Jose Bowen, dean of SMU's Meadows School of the Arts, wrote "Teaching Naked: How Moving Technology Out of Your College Classroom Will Improve Student Learning", on which this essay is based.

By Christopher Conway

Teaching with PowerPoint has been an exercise in frustration for me. I find that my course preparation takes twice as long as it should, and the results are more often than not unsatisfying. It also makes me feel muffled and absent from the classroom. Maybe this is a function of my poor PowerPoint form, of being a latecomer to a technology that younger faculty use with more ease and panache. In a way, it’s not surprising that I would struggle with it. Although I’m young and pretty tech-savvy at 43, I can’t associate PowerPoint with my lived experiences as a learner. I spent my whole life as a student, from kindergarten through graduate school, plucking words out of the air to put them in my notebook, or following along as my teachers scribbled on the blackboard. The most technology-forward moments involved the occasional projection of transparencies in science classes.

 Last semester I decided to conduct an experiment. For years, even before becoming a PowerPoint user, my chalkboard form had suffered from a lack of discipline and focus. What if I really rededicated myself to it? I decided to make writing on the chalkboard my primary method and PowerPoint my secondary tool. The outcome of the exercise was fantastic. I felt like I was waking up from being half-asleep as a teacher.

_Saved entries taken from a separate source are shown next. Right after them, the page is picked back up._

//! End-to-end scenarios for the shell state machine

use keeppt_core::{
    avatar_url, read_user_id, MenuEvent, Navigator, ShellAction, ShellConfig, ShellState,
    UserMenuItem, ViewportClass, NAVIGATION,
};
use std::cell::RefCell;
use std::collections::HashMap;
use std::io::Write;

/// Navigator that records every requested path
#[derive(Default)]
struct RecordingNavigator {
    calls: RefCell<Vec<String>>,
}

impl Navigator for RecordingNavigator {
    fn navigate(&self, path: &str) {
        self.calls.borrow_mut().push(path.to_string());
    }
}

impl RecordingNavigator {
    fn calls(&self) -> Vec<String> {
        self.calls.borrow().clone()
    }
}

#[test]
fn test_only_links_active_on_links_page() {
    let active: Vec<_> = NAVIGATION
        .iter()
        .filter(|entry| entry.is_active("/links"))
        .map(|entry| entry.label)
        .collect();
    assert_eq!(active, vec!["Links"]);
}

#[test]
fn test_account_settings_navigates_once() {
    let config = ShellConfig::default();
    let navigator = RecordingNavigator::default();
    let mut state = ShellState::new();

    state.dispatch(ShellAction::UserMenu(MenuEvent::Open), &config, &navigator);
    assert!(state.user_menu.is_open());
    assert!(navigator.calls().is_empty());

    state.dispatch(
        ShellAction::SelectMenuItem(UserMenuItem::AccountSettings),
        &config,
        &navigator,
    );
    assert_eq!(navigator.calls(), vec!["/settings"]);
    assert!(!state.user_menu.is_open());
}

#[test]
fn test_logout_navigates_once() {
    let config = ShellConfig::default();
    let navigator = RecordingNavigator::default();
    let mut state = ShellState::new();

    state.dispatch(ShellAction::UserMenu(MenuEvent::Open), &config, &navigator);
    state.dispatch(ShellAction::SelectMenuItem(UserMenuItem::Logout), &config, &navigator);
    assert_eq!(navigator.calls(), vec!["/api/logout"]);
    assert!(!state.user_menu.is_open());
}

#[test]
fn test_nav_item_always_navigates() {
    let config = ShellConfig::default();
    let navigator = RecordingNavigator::default();
    let mut state = ShellState::new();

    // No guard when already on the page
    for _ in 0..2 {
        state.dispatch(ShellAction::Navigate("/links".into()), &config, &navigator);
    }
    assert_eq!(navigator.calls(), vec!["/links", "/links"]);
}

#[test]
fn test_mobile_session() {
    let config = ShellConfig::default();
    let navigator = RecordingNavigator::default();
    let mut state = ShellState::new();
    let viewport = ViewportClass::Narrow;

    assert!(!state.sidebar_visible(viewport));
    state.dispatch(ShellAction::ToggleSidebar, &config, &navigator);
    assert!(state.sidebar_visible(viewport));

    state.dispatch(ShellAction::Navigate("/archives".into()), &config, &navigator);
    assert!(state.sidebar_visible(viewport), "navigation leaves the drawer open");

    state.dispatch(ShellAction::ToggleSidebar, &config, &navigator);
    assert!(!state.sidebar_visible(viewport));
    assert!(state.sidebar_visible(ViewportClass::Wide));

    state.dispatch(ShellAction::BrandActivated, &config, &navigator);
    assert_eq!(navigator.calls(), vec!["/archives", "/"]);
}

#[test]
fn test_stored_user_id_to_avatar() {
    let config = ShellConfig::default();
    let store = HashMap::from([("userId".to_string(), "u123".to_string())]);
    let url = avatar_url(&config.avatar_url_template, read_user_id(&store).as_ref());
    assert_eq!(url.matches("u123").count(), 1);

    let empty: HashMap<String, String> = HashMap::new();
    let url = avatar_url(&config.avatar_url_template, read_user_id(&empty).as_ref());
    assert!(url.contains("/avatar/?"));
}

#[test]
fn test_config_file_routes_flow_into_reducer() {
    let mut file = tempfile::NamedTempFile::new().unwrap();
    writeln!(file, "settings_route = \"/account\"\nlogout_route = \"/auth/logout\"").unwrap();

    let config = ShellConfig::load(file.path()).unwrap();
    let navigator = RecordingNavigator::default();
    let mut state = ShellState::new();
    state.dispatch(
        ShellAction::SelectMenuItem(UserMenuItem::AccountSettings),
        &config,
        &navigator,
    );
    state.dispatch(ShellAction::SelectMenuItem(UserMenuItem::Logout), &config, &navigator);
    assert_eq!(navigator.calls(), vec!["/account", "/auth/logout"]);
}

 One of the things I liked the most about the experience was how using the chalkboard freed me to be more responsive to the needs of my students. Although I always came to class with an outline of notes to write on the board, I knew that it was changeable and schematic, subject to revision by student comments and questions. If you compared my paper notes with what actually went on the chalkboard you’d discover all kinds of emendations and additions. The chalkboard encouraged me to be more attentive to classroom conversations, to be more confident about changing my script....

What is brilliant about José Bowen’s well known "Teaching Naked" concept is that it affirms technology as a tool for enhancing a humanistic classroom interaction.